Lettre des Délégations
arméniennes réunies à Lord Curzon, 2 février 1923, reproduite dans Tolga Başak (éd.), British Documents on the
Armenian Question (1912-1923), Ankara, AVIM, 2018, pp. 421-422 :
« Monsieur le président,
Les déclarations faites dans les commissions de la Conférence de Lausanne
et le projet du Traité de paix qui vient d’être rendu public [l’inclusion d’un régime transitoire inspiré
des capitulations a finalement provoqué l’échec de ce projet, mais le texte
définitivement signé à Lausanne, en juillet 1923, ne parle pas davantage des
revendications arméniennes] ont appris aux Délégations soussignées que la
création du Foyer national arménien a été abandonnée par les Puissances
alliées.
Dans les circonstances actuelles, les Délégations arméniennes n’ont pas à
chercher et à discuter les causes de cet abandon, qui est profondément à
déplorer, tant au point de vue des Alliés et des Arméniens que des Turcs
eux-mêmes. Mais elles ont le devoir de faire observer que la question
arménienne est restée ainsi de nouveau non résolue et que le sort de notre
malheureuse nation est devenu encore plus tragique et incertain. [...]
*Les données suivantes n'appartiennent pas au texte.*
//! colorstat - statistics over cache-coloring experiment logs
//!
//! Parses perf-counter logs and page-color profiles produced by cache-coloring
//! experiments, splits color histograms by a selection bitmask, and computes
//! descriptive statistics per run, per utilization sweep and per file. Page
//! usage profiles can additionally be classified by memory area.

pub mod bits;
pub mod cli;
pub mod color_histogram;
pub mod config;
pub mod error;
pub mod memory_map;
pub mod orchestrator;
pub mod perf_log;
pub mod report;
pub mod scanner;
pub mod selection;
pub mod statistics;
pub mod store;

pub use error::{AnalysisError, Result};
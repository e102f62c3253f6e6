// Experiment data fixtures
//
// Builds a throwaway `<root>/TG/BW/UN/PL/<kind>/00/<utilization>/<index>`
// tree in a temporary directory.

#![allow(dead_code)]

use anyhow::Result;
use std::fs;
use std::path::{Path, PathBuf};
use tempfile::TempDir;

/// Perf log in the raw-counter vocabulary
pub fn raw_log(references: u64, misses: u64, seconds: &str) -> String {
    format!(
        " Performance counter stats for './bandwidth -m 1536':\n\n\
         {} r50\n\
         {} r52\n\n\
         {} seconds time elapsed\n",
        group_thousands(references),
        group_thousands(misses),
        seconds
    )
}

/// Perf log in the generic-counter vocabulary
pub fn generic_log(references: u64, misses: u64, seconds: &str) -> String {
    format!(
        " Performance counter stats for './bandwidth':\n\n\
         {} cache-references\n\
         {} cache-misses              #    0.000 % of all cache refs\n\n\
         {} seconds time elapsed\n",
        group_thousands(references),
        group_thousands(misses),
        seconds
    )
}

/// Color profile with one bin per entry of `counts`
pub fn profile(counts: &[u64]) -> String {
    let mut text = format!("### Total Pages : {}\n", counts.iter().sum::<u64>());
    for (color, count) in counts.iter().enumerate() {
        text.push_str(&format!("Color {:2} : {}\n", color, count));
    }
    text
}

fn group_thousands(n: u64) -> String {
    let digits = n.to_string();
    let mut out = String::new();
    for (i, c) in digits.chars().enumerate() {
        if i > 0 && (digits.len() - i) % 3 == 0 {
            out.push(',');
        }
        out.push(c);
    }
    out
}

pub struct DataTree {
    dir: TempDir,
}

impl DataTree {
    pub fn new() -> Result<Self> {
        Ok(Self {
            dir: tempfile::tempdir()?,
        })
    }

    pub fn root(&self) -> &Path {
        self.dir.path()
    }

    pub fn run_dir(&self, kind: &str, utilization: &str) -> PathBuf {
        self.root()
            .join("TG/BW/UN/PL")
            .join(kind)
            .join("00")
            .join(utilization)
    }

    pub fn write(&self, path: &Path, contents: &str) -> Result<PathBuf> {
        if let Some(parent) = path.parent() {
            fs::create_dir_all(parent)?;
        }
        fs::write(path, contents)?;
        Ok(path.to_path_buf())
    }

    pub fn write_perf(
        &self,
        utilization: &str,
        index: u32,
        references: u64,
        misses: u64,
        seconds: &str,
    ) -> Result<PathBuf> {
        let path = self.run_dir("PF", utilization).join(index.to_string());
        self.write(&path, &raw_log(references, misses, seconds))
    }

    pub fn write_colors(&self, utilization: &str, index: u32, counts: &[u64]) -> Result<PathBuf> {
        let path = self.run_dir("CL", utilization).join(index.to_string());
        self.write(&path, &profile(counts))
    }
}
//! # Figma API クライアント
//!
//! インポート受付前に、ファイルキーとアクセストークンが有効かを
//! Figma API に一度だけ問い合わせる（プローブ）。
//!
//! ## エンドポイント
//!
//! - `GET /v1/files/{file_key}` - ファイルメタデータの取得（`X-Figma-Token` ヘッダーで認証）
//!
//! ## ステータスの扱い
//!
//! | Figma のレスポンス | [`ProbeOutcome`] |
//! |--------------------|------------------|
//! | 2xx | `Ok` |
//! | 404 | `NotFound` |
//! | 403 | `Unauthorized` |
//! | その他 | `OtherNonOk` |
//! | 通信失敗・タイムアウト | `TransportFailure` |
//!
//! リトライは行わない。

use std::time::Duration;

use async_trait::async_trait;
use thiserror::Error;

/// Figma API のデフォルトベース URL
pub const DEFAULT_FIGMA_API_BASE: &str = "https://api.figma.com";

/// プローブのデフォルトタイムアウト
pub const DEFAULT_PROBE_TIMEOUT: Duration = Duration::from_millis(3500);

/// アクセストークンを載せるヘッダー
const FIGMA_TOKEN_HEADER: &str = "X-Figma-Token";

/// ログに残すレスポンスボディの最大文字数
const BODY_SNIPPET_MAX_CHARS: usize = 512;

/// プローブの結果
///
/// リクエスト 1 件の処理中にのみ使用し、永続化しない。
#[derive(Debug, Clone, PartialEq, Eq)]
pub enum ProbeOutcome {
   /// フィーチャーフラグが無効でプローブしなかった
   NotAttempted,
   /// 2xx
   Ok,
   /// 404
   NotFound,
   /// 403
   Unauthorized,
   /// 上記以外の非 2xx
   OtherNonOk { status: u16, body_snippet: String },
   /// 通信失敗またはタイムアウト
   TransportFailure(String),
}

/// Figma API クライアントエラー
///
/// リモートの応答として表現できない内部的な失敗のみを表す。
/// 通信失敗は [`ProbeOutcome::TransportFailure`] として返す。
#[derive(Debug, Clone, Error)]
pub enum FigmaApiError {
   /// プローブ URL を構築できない（ベース URL の設定誤り等）
   #[error("プローブ URL を構築できません: {0}")]
   InvalidUrl(String),
}

/// Figma API クライアントトレイト
///
/// テスト時にスタブを使用できるようトレイトで定義。
#[async_trait]
pub trait FigmaApiClient: Send + Sync {
   /// ファイルの存在とアクセス権をプローブする
   ///
   /// `timeout` を超えた場合は実行中のリクエストを破棄し、
   /// `TransportFailure` を返す。
   async fn probe_file(
      &self,
      file_key: &str,
      access_token: &str,
      timeout: Duration,
   ) -> Result<ProbeOutcome, FigmaApiError>;
}

/// Figma API クライアント実装
pub struct FigmaApiClientImpl {
   base_url: String,
   client:   reqwest::Client,
}

impl FigmaApiClientImpl {
   /// 新しい FigmaApiClient を作成する
   ///
   /// # 引数
   ///
   /// - `base_url`: Figma API のベース URL（例: `https://api.figma.com`）
   pub fn new(base_url: &str) -> Self {
      Self {
         base_url: base_url.trim_end_matches('/').to_string(),
         client:   reqwest::Client::new(),
      }
   }

   fn file_url(&self, file_key: &str) -> Result<reqwest::Url, FigmaApiError> {
      let url = format!(
         "{}/v1/files/{}",
         self.base_url,
         urlencoding::encode(file_key)
      );
      reqwest::Url::parse(&url).map_err(|e| FigmaApiError::InvalidUrl(format!("{url}: {e}")))
   }
}

#[async_trait]
impl FigmaApiClient for FigmaApiClientImpl {
   async fn probe_file(
      &self,
      file_key: &str,
      access_token: &str,
      timeout: Duration,
   ) -> Result<ProbeOutcome, FigmaApiError> {
      let url = self.file_url(file_key)?;
      let request = self
         .client
         .get(url)
         .header(FIGMA_TOKEN_HEADER, access_token);

      // 非 2xx のボディ読み取りまでをタイムアウトの対象にする
      let call = async {
         let response = request.send().await?;
         Ok::<_, reqwest::Error>(classify_response(response).await)
      };

      let outcome = match tokio::time::timeout(timeout, call).await {
         Ok(Ok(outcome)) => outcome,
         Ok(Err(e)) => ProbeOutcome::TransportFailure(e.to_string()),
         Err(_) => ProbeOutcome::TransportFailure(format!(
            "タイムアウトしました（{} ms）",
            timeout.as_millis()
         )),
      };

      Ok(outcome)
   }
}

async fn classify_response(response: reqwest::Response) -> ProbeOutcome {
   match response.status() {
      status if status.is_success() => ProbeOutcome::Ok,
      reqwest::StatusCode::NOT_FOUND => ProbeOutcome::NotFound,
      reqwest::StatusCode::FORBIDDEN => ProbeOutcome::Unauthorized,
      status => {
         let body = response.text().await.unwrap_or_default();
         ProbeOutcome::OtherNonOk {
            status:       status.as_u16(),
            body_snippet: body.chars().take(BODY_SNIPPET_MAX_CHARS).collect(),
         }
      }
   }
}
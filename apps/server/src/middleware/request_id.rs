//! # Request ID 付与ミドルウェア
//!
//! リクエストごとに 8 文字の [`RequestId`] を発行し、以下に反映する。
//!
//! 1. リクエスト extensions（ハンドラが 500 レスポンスに含めるため）
//! 2. `request` スパンの `request_id` フィールド（以降のログすべてに自動付与）
//!
//! クライアントから送られた ID は使わず、常に新しく生成する。
//!
//! 内側でパニックから復旧したレスポンス（[`RecoveredPanic`]）は、
//! ここで `ServerFault` ボディ（500 + Request ID）に差し替える。

use axum::{body::Body, http::Request, middleware::Next, response::Response};
use healthdash_shared::{ImportResponse, RequestId};
use tracing::Instrument;

use super::RecoveredPanic;
use crate::error::import_response;

/// Request ID を発行し、extensions とスパンに設定するミドルウェア
pub async fn assign_request_id(mut request: Request<Body>, next: Next) -> Response {
   let request_id = RequestId::generate();
   let span = tracing::info_span!("request", request_id = %request_id);

   request.extensions_mut().insert(request_id.clone());

   let response = next.run(request).instrument(span).await;

   if response.extensions().get::<RecoveredPanic>().is_some() {
      return import_response(ImportResponse::server_fault(request_id));
   }
   response
}
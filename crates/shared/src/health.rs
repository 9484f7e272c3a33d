//! ヘルスチェックのレスポンス型

use serde::{Deserialize, Serialize};

/// 稼働状態を示す固定値
pub const HEALTH_OK: &str = "ok";

/// `GET {NG_APP_HEALTHCHECK_PATH}` のレスポンス
///
/// 依存先（Figma API）の状態は含めない。プロセスが応答できれば `"ok"`。
#[derive(Debug, Clone, PartialEq, Eq, Serialize, Deserialize)]
pub struct HealthResponse {
   pub status:  String,
   /// サーバークレートのバージョン
   pub version: String,
}

impl HealthResponse {
   pub fn ok(version: impl Into<String>) -> Self {
      Self {
         status:  HEALTH_OK.to_string(),
         version: version.into(),
      }
   }
}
Dans ces conditions, les Délégations soussignées ont fondées à élever la
voix et, au nom de toute une nation martyre, à demander une fois de plus aux
Puissances alliées de statuer, en toute justice et équité, sur le sort du
peuple arménien, pour réparer une injustice dont l’immensité même devrait la
rendre impossible et que ne pourrait tolérer, certes, la conscience du monde
civilisé. Du reste, il ne serait pas exagéré de dire que, sans une telle réparation,
une paix
durable ne saurait être assurée dans le Proche-Orient. »
C’est justement ce refus grandiloquent, encore aggravé par la tentative,
par la Fédération révolutionnaire arménienne, d’assassiner İsmet İnönü à
Lausanne, en mai 1923, qui a empêché le retour des réfugiés en Turquie.
Lire aussi :
Les
Arméniens d’Ankara et la victoire turque d’août-septembre 1922
Les
Arméniens d'Ankara pendant la Première Guerre mondiale et après l'armistice de
Moudros
L’évolution
et les remords de James Barton
Non,
il n’y a pas eu de « massacre d’Arméniens » à Kars en 1920 (ce fut le
contraire)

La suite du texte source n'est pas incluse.